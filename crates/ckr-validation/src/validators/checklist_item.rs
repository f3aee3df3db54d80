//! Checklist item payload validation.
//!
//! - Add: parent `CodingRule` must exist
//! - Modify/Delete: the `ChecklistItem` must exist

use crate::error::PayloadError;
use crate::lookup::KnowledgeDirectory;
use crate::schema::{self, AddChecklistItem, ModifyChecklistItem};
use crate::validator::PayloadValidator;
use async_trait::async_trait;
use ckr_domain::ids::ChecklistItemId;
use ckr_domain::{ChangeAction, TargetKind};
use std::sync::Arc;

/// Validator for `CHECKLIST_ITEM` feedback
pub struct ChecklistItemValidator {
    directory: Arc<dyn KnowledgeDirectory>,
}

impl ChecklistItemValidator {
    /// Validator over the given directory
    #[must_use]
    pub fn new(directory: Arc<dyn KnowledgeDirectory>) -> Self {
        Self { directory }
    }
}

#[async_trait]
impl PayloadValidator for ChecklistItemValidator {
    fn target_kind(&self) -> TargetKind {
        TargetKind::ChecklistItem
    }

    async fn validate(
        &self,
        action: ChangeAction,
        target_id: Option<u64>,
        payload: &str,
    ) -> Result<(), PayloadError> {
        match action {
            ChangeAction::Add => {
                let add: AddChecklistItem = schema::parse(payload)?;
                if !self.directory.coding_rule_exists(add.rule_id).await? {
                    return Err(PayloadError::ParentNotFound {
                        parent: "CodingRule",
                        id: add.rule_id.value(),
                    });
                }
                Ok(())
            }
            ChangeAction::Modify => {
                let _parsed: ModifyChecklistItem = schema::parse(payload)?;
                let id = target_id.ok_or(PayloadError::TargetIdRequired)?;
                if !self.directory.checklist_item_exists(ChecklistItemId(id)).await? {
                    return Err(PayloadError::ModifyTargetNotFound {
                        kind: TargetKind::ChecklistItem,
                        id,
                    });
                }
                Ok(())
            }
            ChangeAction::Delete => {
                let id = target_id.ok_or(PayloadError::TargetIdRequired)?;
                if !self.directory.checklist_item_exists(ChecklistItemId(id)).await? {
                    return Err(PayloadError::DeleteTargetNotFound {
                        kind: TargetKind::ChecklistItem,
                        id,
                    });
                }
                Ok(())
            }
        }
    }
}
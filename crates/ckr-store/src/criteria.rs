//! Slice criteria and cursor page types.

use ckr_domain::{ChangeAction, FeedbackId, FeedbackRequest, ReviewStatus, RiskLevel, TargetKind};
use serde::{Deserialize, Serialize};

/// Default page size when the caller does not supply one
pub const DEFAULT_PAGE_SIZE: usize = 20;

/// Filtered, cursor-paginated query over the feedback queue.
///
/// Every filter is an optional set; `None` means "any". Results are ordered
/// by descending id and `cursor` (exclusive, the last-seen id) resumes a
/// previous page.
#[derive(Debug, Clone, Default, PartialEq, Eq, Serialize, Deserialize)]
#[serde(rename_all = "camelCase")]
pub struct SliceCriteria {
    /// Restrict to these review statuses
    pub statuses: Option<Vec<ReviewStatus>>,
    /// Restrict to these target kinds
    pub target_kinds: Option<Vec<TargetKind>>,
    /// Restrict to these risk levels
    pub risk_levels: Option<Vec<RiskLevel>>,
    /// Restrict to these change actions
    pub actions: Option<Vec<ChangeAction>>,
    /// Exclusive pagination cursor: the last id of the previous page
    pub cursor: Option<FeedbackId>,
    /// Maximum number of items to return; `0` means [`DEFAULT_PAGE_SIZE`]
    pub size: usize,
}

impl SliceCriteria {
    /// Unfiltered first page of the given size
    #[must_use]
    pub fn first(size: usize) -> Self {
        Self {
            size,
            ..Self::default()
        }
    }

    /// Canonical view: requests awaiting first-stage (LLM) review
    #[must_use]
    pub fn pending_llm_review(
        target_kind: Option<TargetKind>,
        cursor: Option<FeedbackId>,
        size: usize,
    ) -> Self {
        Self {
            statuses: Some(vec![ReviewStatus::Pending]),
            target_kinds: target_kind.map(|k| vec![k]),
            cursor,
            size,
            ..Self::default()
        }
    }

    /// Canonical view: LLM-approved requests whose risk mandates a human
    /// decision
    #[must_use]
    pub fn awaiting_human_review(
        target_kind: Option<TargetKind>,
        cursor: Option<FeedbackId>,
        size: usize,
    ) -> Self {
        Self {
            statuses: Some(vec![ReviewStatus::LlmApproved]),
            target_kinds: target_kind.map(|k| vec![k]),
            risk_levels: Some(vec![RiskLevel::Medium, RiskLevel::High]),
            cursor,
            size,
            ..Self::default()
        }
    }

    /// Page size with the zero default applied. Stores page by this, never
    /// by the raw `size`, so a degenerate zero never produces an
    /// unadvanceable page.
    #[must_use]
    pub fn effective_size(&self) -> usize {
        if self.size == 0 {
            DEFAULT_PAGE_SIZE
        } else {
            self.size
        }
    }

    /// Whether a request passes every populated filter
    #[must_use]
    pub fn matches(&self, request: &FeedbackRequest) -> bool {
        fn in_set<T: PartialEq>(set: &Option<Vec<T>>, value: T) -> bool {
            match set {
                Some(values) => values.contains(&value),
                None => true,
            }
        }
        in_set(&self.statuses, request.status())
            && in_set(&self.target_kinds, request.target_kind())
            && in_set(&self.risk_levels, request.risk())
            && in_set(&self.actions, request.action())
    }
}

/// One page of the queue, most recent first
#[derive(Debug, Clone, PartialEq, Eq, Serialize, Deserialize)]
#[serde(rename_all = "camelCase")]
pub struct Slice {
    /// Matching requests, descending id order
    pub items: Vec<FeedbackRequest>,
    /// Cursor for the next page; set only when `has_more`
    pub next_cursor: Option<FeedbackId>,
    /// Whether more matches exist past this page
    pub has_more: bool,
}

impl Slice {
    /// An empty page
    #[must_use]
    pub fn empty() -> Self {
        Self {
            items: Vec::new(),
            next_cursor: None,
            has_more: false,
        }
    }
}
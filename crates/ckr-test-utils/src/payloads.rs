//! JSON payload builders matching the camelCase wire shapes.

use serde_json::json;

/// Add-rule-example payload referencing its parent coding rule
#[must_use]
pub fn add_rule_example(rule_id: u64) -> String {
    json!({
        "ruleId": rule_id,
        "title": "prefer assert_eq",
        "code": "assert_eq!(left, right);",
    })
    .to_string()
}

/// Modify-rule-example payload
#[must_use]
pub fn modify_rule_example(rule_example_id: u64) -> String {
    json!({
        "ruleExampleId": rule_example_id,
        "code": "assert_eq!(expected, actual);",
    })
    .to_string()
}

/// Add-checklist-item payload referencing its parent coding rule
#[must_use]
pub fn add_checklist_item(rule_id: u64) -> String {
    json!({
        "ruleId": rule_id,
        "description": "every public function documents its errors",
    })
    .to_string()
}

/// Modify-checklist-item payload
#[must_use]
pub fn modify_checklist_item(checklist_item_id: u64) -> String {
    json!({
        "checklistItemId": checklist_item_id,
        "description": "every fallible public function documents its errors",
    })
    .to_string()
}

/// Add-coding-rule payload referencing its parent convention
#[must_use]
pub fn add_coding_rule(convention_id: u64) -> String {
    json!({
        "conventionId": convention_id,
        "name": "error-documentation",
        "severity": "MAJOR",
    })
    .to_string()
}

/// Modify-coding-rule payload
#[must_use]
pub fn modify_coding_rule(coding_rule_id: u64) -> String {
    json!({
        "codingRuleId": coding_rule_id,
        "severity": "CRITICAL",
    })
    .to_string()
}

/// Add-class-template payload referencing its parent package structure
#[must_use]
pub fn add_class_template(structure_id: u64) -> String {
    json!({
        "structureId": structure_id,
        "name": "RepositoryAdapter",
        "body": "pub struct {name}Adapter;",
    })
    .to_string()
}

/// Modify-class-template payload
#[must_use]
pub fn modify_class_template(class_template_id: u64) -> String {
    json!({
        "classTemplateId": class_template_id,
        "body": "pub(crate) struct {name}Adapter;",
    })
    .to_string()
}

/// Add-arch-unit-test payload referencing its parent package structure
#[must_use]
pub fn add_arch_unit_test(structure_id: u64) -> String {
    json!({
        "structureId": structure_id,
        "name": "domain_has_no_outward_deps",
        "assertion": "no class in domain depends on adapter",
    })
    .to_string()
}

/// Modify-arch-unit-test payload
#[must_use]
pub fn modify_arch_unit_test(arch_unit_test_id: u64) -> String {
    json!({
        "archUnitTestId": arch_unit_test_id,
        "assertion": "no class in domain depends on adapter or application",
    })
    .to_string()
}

◆ **Exercise brief**
Using the records given above, list every line that includes the word "zero".

◆ **Solved problem**
    /// Page size with the zero default applied. Stores page by this, never
    /// by the raw `size`, so a degenerate zero never produces an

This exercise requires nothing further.